[Stored entries]

+++++

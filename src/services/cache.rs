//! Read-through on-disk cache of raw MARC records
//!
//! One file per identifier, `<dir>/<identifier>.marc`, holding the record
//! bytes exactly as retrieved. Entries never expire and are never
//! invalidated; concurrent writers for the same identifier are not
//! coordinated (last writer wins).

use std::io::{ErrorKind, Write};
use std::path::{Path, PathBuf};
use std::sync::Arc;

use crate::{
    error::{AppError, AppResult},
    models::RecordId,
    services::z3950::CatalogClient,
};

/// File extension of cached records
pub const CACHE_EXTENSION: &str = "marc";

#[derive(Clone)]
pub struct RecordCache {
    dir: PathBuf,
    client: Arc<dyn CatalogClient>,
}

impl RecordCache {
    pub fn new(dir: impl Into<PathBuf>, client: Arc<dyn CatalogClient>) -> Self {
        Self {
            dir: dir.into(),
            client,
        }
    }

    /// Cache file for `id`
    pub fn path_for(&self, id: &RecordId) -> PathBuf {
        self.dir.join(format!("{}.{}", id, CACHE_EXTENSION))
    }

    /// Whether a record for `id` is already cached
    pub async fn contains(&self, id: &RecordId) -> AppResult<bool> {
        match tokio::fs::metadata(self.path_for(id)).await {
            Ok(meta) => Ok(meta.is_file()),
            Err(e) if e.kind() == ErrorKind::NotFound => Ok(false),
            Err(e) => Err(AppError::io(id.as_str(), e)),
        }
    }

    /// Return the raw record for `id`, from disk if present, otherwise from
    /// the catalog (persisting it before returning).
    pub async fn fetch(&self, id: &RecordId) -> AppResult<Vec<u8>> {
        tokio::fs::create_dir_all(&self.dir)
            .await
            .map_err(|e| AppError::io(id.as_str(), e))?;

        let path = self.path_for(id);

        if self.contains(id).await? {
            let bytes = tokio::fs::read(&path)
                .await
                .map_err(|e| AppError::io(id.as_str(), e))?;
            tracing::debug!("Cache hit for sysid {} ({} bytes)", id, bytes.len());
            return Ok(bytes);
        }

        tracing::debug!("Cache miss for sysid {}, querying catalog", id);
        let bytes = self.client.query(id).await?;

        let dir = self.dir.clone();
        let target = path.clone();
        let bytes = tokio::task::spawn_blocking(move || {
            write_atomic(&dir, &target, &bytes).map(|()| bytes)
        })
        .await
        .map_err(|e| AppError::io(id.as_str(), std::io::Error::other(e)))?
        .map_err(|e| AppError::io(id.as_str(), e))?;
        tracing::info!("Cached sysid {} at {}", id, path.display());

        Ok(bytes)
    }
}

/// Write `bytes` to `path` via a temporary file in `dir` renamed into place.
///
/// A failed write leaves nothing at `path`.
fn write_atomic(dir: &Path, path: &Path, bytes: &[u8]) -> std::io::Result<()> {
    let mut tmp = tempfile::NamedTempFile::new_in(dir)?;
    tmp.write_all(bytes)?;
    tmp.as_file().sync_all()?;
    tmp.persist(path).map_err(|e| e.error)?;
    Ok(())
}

+++++

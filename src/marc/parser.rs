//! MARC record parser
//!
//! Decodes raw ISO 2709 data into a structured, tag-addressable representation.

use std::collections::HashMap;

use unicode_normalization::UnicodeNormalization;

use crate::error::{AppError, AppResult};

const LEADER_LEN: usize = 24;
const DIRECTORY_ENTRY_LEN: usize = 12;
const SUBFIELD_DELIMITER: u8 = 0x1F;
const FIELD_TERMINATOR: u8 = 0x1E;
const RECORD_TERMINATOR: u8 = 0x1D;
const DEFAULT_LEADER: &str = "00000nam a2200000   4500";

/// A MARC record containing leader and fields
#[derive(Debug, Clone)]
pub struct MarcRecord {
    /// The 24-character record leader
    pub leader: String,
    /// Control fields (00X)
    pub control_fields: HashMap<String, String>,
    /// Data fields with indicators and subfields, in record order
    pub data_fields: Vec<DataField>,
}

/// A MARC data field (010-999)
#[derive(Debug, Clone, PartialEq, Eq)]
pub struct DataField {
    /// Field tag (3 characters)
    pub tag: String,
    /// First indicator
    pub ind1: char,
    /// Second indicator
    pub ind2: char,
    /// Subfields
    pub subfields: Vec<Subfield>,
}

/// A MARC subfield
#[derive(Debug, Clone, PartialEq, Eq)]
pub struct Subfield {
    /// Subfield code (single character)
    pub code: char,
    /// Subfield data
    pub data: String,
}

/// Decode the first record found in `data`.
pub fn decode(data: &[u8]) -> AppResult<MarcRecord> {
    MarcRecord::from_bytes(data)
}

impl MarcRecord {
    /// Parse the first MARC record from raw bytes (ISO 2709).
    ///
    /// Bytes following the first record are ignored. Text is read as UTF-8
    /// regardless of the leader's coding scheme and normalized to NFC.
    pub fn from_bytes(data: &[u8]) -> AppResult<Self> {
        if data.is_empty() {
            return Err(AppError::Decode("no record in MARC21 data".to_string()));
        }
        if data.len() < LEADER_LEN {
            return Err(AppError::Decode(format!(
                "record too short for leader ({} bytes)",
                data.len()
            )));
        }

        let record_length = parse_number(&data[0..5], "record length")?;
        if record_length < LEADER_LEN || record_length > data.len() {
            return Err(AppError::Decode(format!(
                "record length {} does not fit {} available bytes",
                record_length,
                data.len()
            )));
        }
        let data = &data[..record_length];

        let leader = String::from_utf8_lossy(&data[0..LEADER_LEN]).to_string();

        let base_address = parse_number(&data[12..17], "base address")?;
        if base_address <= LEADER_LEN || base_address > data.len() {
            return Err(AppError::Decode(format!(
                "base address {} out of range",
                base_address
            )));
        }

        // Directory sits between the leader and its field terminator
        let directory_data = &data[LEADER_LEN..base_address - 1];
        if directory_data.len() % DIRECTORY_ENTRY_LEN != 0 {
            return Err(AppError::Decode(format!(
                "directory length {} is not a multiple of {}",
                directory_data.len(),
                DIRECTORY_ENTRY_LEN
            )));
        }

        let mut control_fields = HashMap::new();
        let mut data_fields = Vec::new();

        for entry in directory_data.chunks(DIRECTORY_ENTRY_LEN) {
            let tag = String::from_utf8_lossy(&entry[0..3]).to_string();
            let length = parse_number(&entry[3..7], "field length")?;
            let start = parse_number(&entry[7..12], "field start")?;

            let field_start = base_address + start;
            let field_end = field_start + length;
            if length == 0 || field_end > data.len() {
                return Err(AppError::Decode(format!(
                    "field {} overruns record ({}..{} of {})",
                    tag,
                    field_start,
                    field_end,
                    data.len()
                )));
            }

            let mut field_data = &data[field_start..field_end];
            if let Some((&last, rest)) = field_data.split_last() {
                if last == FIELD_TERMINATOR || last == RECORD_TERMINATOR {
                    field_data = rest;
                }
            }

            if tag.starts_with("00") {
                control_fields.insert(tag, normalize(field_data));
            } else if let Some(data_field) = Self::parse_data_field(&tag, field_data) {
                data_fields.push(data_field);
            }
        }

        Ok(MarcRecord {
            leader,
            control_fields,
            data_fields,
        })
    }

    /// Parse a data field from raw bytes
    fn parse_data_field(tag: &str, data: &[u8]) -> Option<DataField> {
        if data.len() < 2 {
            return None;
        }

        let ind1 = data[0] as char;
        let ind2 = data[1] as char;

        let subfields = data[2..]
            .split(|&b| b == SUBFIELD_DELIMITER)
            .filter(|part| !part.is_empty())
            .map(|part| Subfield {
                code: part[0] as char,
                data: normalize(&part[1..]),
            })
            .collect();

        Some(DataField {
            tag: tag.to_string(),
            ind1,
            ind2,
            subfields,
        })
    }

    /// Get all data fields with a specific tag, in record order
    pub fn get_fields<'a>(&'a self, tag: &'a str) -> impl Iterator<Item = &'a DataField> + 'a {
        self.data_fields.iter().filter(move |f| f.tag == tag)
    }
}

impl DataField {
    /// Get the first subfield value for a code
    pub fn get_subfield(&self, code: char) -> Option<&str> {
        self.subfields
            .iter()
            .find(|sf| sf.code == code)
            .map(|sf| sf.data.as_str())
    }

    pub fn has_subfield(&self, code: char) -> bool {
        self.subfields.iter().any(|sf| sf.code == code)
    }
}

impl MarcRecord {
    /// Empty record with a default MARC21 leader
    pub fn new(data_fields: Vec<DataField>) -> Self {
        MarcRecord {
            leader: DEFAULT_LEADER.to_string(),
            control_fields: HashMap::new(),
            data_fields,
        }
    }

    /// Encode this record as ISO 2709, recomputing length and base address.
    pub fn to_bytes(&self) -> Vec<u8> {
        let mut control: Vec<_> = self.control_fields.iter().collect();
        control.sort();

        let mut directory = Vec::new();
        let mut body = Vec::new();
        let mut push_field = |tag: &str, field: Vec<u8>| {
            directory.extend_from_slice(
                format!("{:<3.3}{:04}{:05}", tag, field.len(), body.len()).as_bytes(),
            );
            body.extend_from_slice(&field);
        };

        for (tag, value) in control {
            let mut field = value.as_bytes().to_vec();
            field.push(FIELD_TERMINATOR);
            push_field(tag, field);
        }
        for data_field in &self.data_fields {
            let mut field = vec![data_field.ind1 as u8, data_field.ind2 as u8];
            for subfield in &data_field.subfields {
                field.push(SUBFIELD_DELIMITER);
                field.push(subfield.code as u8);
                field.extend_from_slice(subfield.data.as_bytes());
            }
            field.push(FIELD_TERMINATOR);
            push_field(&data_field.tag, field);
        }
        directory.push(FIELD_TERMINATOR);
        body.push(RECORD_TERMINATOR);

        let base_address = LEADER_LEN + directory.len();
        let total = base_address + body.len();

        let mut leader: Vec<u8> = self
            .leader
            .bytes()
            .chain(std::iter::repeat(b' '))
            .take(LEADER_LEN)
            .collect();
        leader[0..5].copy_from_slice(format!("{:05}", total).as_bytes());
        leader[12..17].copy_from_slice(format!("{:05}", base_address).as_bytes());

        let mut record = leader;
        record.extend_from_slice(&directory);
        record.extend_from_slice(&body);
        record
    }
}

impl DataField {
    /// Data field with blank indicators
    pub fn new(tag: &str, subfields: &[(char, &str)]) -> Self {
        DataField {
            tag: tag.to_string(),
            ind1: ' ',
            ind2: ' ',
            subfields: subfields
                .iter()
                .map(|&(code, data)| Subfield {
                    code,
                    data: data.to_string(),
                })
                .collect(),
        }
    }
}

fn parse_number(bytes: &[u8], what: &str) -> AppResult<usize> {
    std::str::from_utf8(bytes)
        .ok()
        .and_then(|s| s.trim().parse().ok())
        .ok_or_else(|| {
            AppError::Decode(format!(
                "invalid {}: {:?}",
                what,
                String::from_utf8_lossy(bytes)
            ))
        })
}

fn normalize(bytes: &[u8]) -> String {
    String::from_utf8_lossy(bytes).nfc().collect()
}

+++++

TRY IT: Write out exactly the lines above from the line with "filename src/services/cache.rs" through the line with "pub async fn contains(&self, id: &RecordId)", both of them included, and leave out all other lines.

SOLUTION:
filename src/services/cache.rs
//! Read-through on-disk cache of raw MARC records
//!
//! One file per identifier, `<dir>/<identifier>.marc`, holding the record
//! bytes exactly as retrieved. Entries never expire and are never
//! invalidated; concurrent writers for the same identifier are not
//! coordinated (last writer wins).

use std::io::{ErrorKind, Write};
use std::path::{Path, PathBuf};
use std::sync::Arc;

use crate::{
    error::{AppError, AppResult},
    models::RecordId,
    services::z3950::CatalogClient,
};

/// File extension of cached records
pub const CACHE_EXTENSION: &str = "marc";

#[derive(Clone)]
pub struct RecordCache {
    dir: PathBuf,
    client: Arc<dyn CatalogClient>,
}

impl RecordCache {
    pub fn new(dir: impl Into<PathBuf>, client: Arc<dyn CatalogClient>) -> Self {
        Self {
            dir: dir.into(),
            client,
        }
    }

    /// Cache file for `id`
    pub fn path_for(&self, id: &RecordId) -> PathBuf {
        self.dir.join(format!("{}.{}", id, CACHE_EXTENSION))
    }

    /// Whether a record for `id` is already cached
    pub async fn contains(&self, id: &RecordId) -> AppResult<bool> {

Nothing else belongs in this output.